Like Smith, University Chief Financial Officer Thomas J. Hollister said Harvard is hopeful that the elevated level of fundraising during the campaign years will become the new norm, or even be exceeded in the future.
Major donor Peter L. Malkin ’55—the namesake of the Malkin Athletic Center—said that he thinks Harvard’s capital campaign has been “necessary” and “very successful” at bringing in new donors to the University’s fundraising base.
“The experience has traditionally been that following the capital campaign, the annual support is greater than it was before the campaign because new people come on into the campaign and people who have been involved but made bigger contributions during the campaign continue,” he said.
"Raising money for Harvard doesn't end, it can't end," Harvard donor Mitchell L. Dong '75 said.
But Frederick M. Hess, the director of education policy studies at the American Enterprise Institute, cautioned that campaigns do not always raise the overall level of fundraising.
“Sometimes you see a drop off because they put lots of time and money into raising the money and people wrote big checks so there’s a drop off,” he said. “Other times it becomes a new plateau and they’re able to raise lots of money on top of it.”
Michael T. Kerr ’81, a long-time donor and a member of the FAS campaign steering committee, agreed that fundraising will not continue at the rate seen during the capital campaign.
“This is going to be the most successful campaign for higher education in American history,” he said. “In order to get to this goal, many of our alumni… gave money beyond what they would normally give because of the campaign. And you can’t expect fundraising of capital nature to continue at this level.”
Many prominent donors have been giving to Harvard for decades and expressed their confidence that the University will continue to fundraise successfully.
Anthony M. Lamport ’57, a long-time donor, detailed specific strategies the University uses such as “trying to identify specific interests that people may have” and “[introducing] you to someone in a lab who you can talk to” to encourage donors to contribute.
“Harvard is very expert at fundraising.

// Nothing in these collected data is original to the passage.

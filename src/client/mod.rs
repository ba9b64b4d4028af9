//! Dioxus dashboard.
//!
//! The server renders the shell; everything else talks to the REST API through
//! [`api`], which only exists in the browser build.

#[cfg(feature = "web")]
pub mod api;
pub mod app;
pub mod component;
pub mod constant;
pub mod format;
pub mod model;
pub mod route;
pub mod router;

pub use app::App;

It’s been doing it a long time,” Lamport said.
Some donors said they are concerned about potential cuts to federal funding. President Donald J. Trump has proposed significant reductions to the National Institutes of Health and suggested completely eliminating funding for the National Endowments for the Arts and Humanities, prompting concern from Faculty and administrators.
“I think especially the threats to federal funding—that’s a real amazing threat. It’s critical that the investments and donations made by donors help support [the University],” Dong, who has donated to the University’s financial aid, said. “I don’t think that donations can make up for the federal government.”
Others, like Thomas C. Foley ’75, a long-standing donor and former United States Ambassador to Ireland, said he believed fundraising is “more important than ever” given the University’s low endowment returns. “The University relies more than ever on fundraising to support its current budget,” he said.
But Dong said he believes “endowment returns will improve under the new president of Harvard Management,” adding that he supports HMC CEO N.P. Narvekar’s recent decisions to outsource more of the firm’s investments to external managers.
What’s more, many longtime donors said they will continue to donate even after the campaign’s close.
“I’ve been a loyal supporter of Harvard since I graduated back in 1975… I think it’s an excellent institution with an important mission that I want to support,” Foley said. “I support the annual fund and I supported capital campaigns in the past and the current one.”
Dong said his reasons for contributing to Harvard were more personal.
“When I was a student at Harvard I had almost a full scholarship,” he said. “Somebody invested in me back then, so as a way of giving back, I’m investing in current students.”